Says bill is necessary to ensure balance between individual liberties and public health
New York State Sen. Chris Jacobs has introduced legislation (S8327) to protect the privacy rights of New York residents as the state begins to engage in contact tracing efforts as a key part of its reopening strategy.
“As we emerge from this crisis and seek to get people’s lives back to normal, protecting rights like privacy needs to be a top priority of state government,” Jacobs said.
State and national public health officials have been emphasizing the need for contact tracing to effectively monitor infected people as stay at home orders and restrictions imposed by New York’s ‘PAUSE’ begin to loosen. Jacobs’ camp said, “Unfortunately, methods for conducting the tracing as well as analysis of the data create significant opportunities for a person’s privacy rights to be violated.”
Jacobs’ bill would require that any person traced must voluntarily opt-in to the tracing program, and it provides that they can withdraw at any time, with the assurance their personal data is encrypted.

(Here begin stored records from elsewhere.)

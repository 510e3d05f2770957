//! Transaction Logger - Append-only JSONL Order Archive
//!
//! Persists terminal orders to daily JSONL files in the format
//! `transactions/YYYY-MM-DD.jsonl`, partitioned by the record's own
//! timestamp. Each line is a self-contained JSON record.

use std::path::{Path, PathBuf};

use anyhow::{Context, Result};
use async_trait::async_trait;
use chrono::NaiveDate;
use tokio::fs::{self, OpenOptions};
use tokio::io::AsyncWriteExt;
use tokio::sync::Mutex;
use tracing::{info, instrument, warn};

use crate::ports::audit::{TransactionLog, TransactionRecord};

/// Append-only JSONL transaction logger with daily file rotation.
pub struct TransactionLogger {
    /// Directory holding the daily files.
    dir: PathBuf,
    /// Serializes appends so concurrent writers never interleave lines.
    write_lock: Mutex<()>,
}

impl TransactionLogger {
    /// Create a logger under `data_dir/transactions`.
    pub async fn new(data_dir: &str) -> Result<Self> {
        let dir = Path::new(data_dir).join("transactions");
        fs::create_dir_all(&dir)
            .await
            .context("Failed to create transactions directory")?;
        Ok(Self {
            dir,
            write_lock: Mutex::new(()),
        })
    }

    fn day_path(&self, date: NaiveDate) -> PathBuf {
        self.dir.join(format!("{}.jsonl", date.format("%Y-%m-%d")))
    }

    /// Load every record written for `date`, skipping malformed lines.
    #[instrument(skip(self))]
    pub async fn load_day(&self, date: NaiveDate) -> Result<Vec<TransactionRecord>> {
        let path = self.day_path(date);
        if !fs::try_exists(&path).await.unwrap_or(false) {
            return Ok(Vec::new());
        }

        let content = fs::read_to_string(&path).await?;
        let mut records = Vec::new();
        for line in content.lines() {
            if line.trim().is_empty() {
                continue;
            }
            match serde_json::from_str::<TransactionRecord>(line) {
                Ok(record) => records.push(record),
                Err(e) => {
                    warn!(
                        file = %path.display(),
                        error = %e,
                        "Skipping malformed transaction record"
                    );
                }
            }
        }
        info!(count = records.len(), %date, "Loaded transaction records");
        Ok(records)
    }

    /// Check if the transactions directory is writable.
    pub async fn is_healthy(&self) -> bool {
        let test_path = self.dir.join(".health_check");
        let result = fs::write(&test_path, b"ok").await;
        let _ = fs::remove_file(&test_path).await;
        result.is_ok()
    }
}

#[async_trait]
impl TransactionLog for TransactionLogger {
    #[instrument(skip(self, record), fields(local_id = %record.local_id, status = %record.status))]
    async fn record(&self, record: &TransactionRecord) -> Result<()> {
        let path = self.day_path(record.timestamp.date_naive());

        let mut json =
            serde_json::to_string(record).context("Failed to serialize transaction record")?;
        json.push('\n');

        let _guard = self.write_lock.lock().await;
        let mut file = OpenOptions::new()
            .create(true)
            .append(true)
            .open(&path)
            .await
            .context("Failed to open transaction log file")?;

        file.write_all(json.as_bytes())
            .await
            .context("Failed to write transaction record")?;
        file.flush().await.context("Failed to flush transaction log")?;
        file.sync_data()
            .await
            .context("Failed to sync transaction log")?;

        Ok(())
    }
}

#[cfg(test)]
mod tests {
    use super::*;
    use crate::domain::order::{LocalOrderId, Order, OrderRole, OrderStatus, Side};
    use chrono::{TimeZone, Utc};
    use rust_decimal_macros::dec;

    fn filled_close(id: u64) -> Order {
        let created = Utc.with_ymd_and_hms(2026, 3, 1, 12, 0, 0).unwrap();
        let mut order = Order::new_pending(
            LocalOrderId(id),
            "ETHUSDT".to_string(),
            Side::Sell,
            OrderRole::Close,
            dec!(0.1),
            dec!(2000.40),
            created,
        );
        order.venue_order_id = Some(format!("v{id}"));
        order.status = OrderStatus::Filled;
        order.filled_size = dec!(0.1);
        order.remaining_size = dec!(0);
        order
    }

    #[tokio::test]
    async fn test_record_and_load_day() {
        let dir = tempfile::tempdir().unwrap();
        let logger = TransactionLogger::new(dir.path().to_str().unwrap())
            .await
            .unwrap();
        let at = Utc.with_ymd_and_hms(2026, 3, 1, 12, 5, 0).unwrap();

        logger
            .record(&TransactionRecord::from_order(&filled_close(1), at))
            .await
            .unwrap();
        logger
            .record(&TransactionRecord::from_order(&filled_close(2), at))
            .await
            .unwrap();

        let records = logger.load_day(at.date_naive()).await.unwrap();
        assert_eq!(records.len(), 2);
        assert_eq!(records[0].local_id, LocalOrderId(1));
        assert_eq!(records[1].order_id.as_deref(), Some("v2"));
        assert_eq!(records[0].price, dec!(2000.40));
        assert!(dir.path().join("transactions/2026-03-01.jsonl").exists());
    }

    #[tokio::test]
    async fn test_missing_day_is_empty() {
        let dir = tempfile::tempdir().unwrap();
        let logger = TransactionLogger::new(dir.path().to_str().unwrap())
            .await
            .unwrap();
        let day = NaiveDate::from_ymd_opt(2020, 1, 1).unwrap();
        assert!(logger.load_day(day).await.unwrap().is_empty());
        assert!(logger.is_healthy().await);
    }
}
/// Discovery facts for a window about to be targeted.
#[derive(Debug, Clone)]
pub struct NewTarget {
    pub app_name: String,
    pub title: String,
    pub handle: NodeHandle,
    pub geometry: Option<WindowGeometry>,
}

/// Predicate applied to top-level windows during traversal.
#[derive(Debug, Clone)]
pub enum WindowFilter {
    /// Unscoped mode: accept every window.
    All,
    /// Accept windows of one application by name (case-insensitive).
    Application(String),
    /// Accept a fixed set of windows by provider key.
    Windows(HashSet<u64>),
}

impl WindowFilter {
    pub fn accepts(&self, window_key: u64, app_name: &str) -> bool {
        match self {
            WindowFilter::All => true,
            WindowFilter::Application(wanted) => app_name.eq_ignore_ascii_case(wanted),
            WindowFilter::Windows(keys) => keys.contains(&window_key),
        }
    }
}

struct WindowGroup {
    group_id: String,
    name: Option<String>,
    color: GroupColor,
    windows: Vec<WindowTarget>,
    active_window_id: Option<String>,
}

impl WindowGroup {
    /// The first window added becomes the group's active window.
    fn add(&mut self, mut target: WindowTarget) {
        target.is_active = self.windows.is_empty();
        if target.is_active {
            self.active_window_id = Some(target.window_id.clone());
        }
        self.windows.push(target);
    }

    /// Removing the active window promotes the first remaining member.
    fn remove(&mut self, window_id: &str) -> Option<WindowTarget> {
        let index = self.windows.iter().position(|t| t.window_id == window_id)?;
        let removed = self.windows.remove(index);
        if self.active_window_id.as_deref() == Some(window_id) {
            self.active_window_id = self.windows.first().map(|t| t.window_id.clone());
            if let Some(next) = self.windows.first_mut() {
                next.is_active = true;
            }
        }
        Some(removed)
    }

    fn set_active(&mut self, window_id: &str) -> bool {
        if !self.windows.iter().any(|t| t.window_id == window_id) {
            return false;
        }
        for target in &mut self.windows {
            target.is_active = target.window_id == window_id;
        }
        self.active_window_id = Some(window_id.to_string());
        true
    }

    fn active_window(&self) -> Option<&WindowTarget> {
        let id = self.active_window_id.as_deref()?;
        self.windows.iter().find(|t| t.window_id == id)
    }

    fn summary(&self, is_active: bool) -> GroupSummary {
        GroupSummary {
            group_id: self.group_id.clone(),
            name: self.name.clone(),
            color: self.color,
            windows: self.windows.iter().map(WindowTarget::summary).collect(),
            is_active,
        }
    }
}

#[derive(Default)]
struct State {
    groups: Vec<WindowGroup>,
    active_group_id: Option<String>,
    group_counter: u64,
    window_counter: u64,
}

impl State {
    fn group_mut(&mut self, group_id: &str) -> Option<&mut WindowGroup> {
        self.groups.iter_mut().find(|g| g.group_id == group_id)
    }

    fn group_position(&self, group_id: &str) -> Option<usize> {
        self.groups.iter().position(|g| g.group_id == group_id)
    }

    /// Apply the emptied-group policy after a removal. Returns the id of a
    /// group that was auto-deleted, if any.
    fn apply_empty_policy(&mut self, group_id: &str, auto_delete: bool) -> Option<String> {
        if !auto_delete {
            return None;
        }
        let index = self.group_position(group_id)?;
        if !self.groups[index].windows.is_empty() {
            return None;
        }
        self.groups.remove(index);
        if self.active_group_id.as_deref() == Some(group_id) {
            self.active_group_id = self.groups.first().map(|g| g.group_id.clone());
        }
        Some(group_id.to_string())
    }
}

/// Process-scoped registry of window groups and their targets.
pub struct WindowGroupManager {
    state: Mutex<State>,
    auto_delete_empty: bool,
}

The legislation creates two new E felonies for unlawful dissemination of contact tracing information as well as unlawful use of a surveillance drone. It also establishes a cause of action enabling people to sue entities responsible for any violation of their right to privacy as it relates to contact tracing. Aggrieved individuals would be allowed to seek damages or declaratory or injunctive relief.
“Even the most ardent contact tracing advocates have acknowledged the concern over the potential of privacy rights being violated,” Jacobs said. “The bill I have introduced makes the protection of our civil liberties a priority by putting some teeth into our laws that will hopefully act as a deterrent.”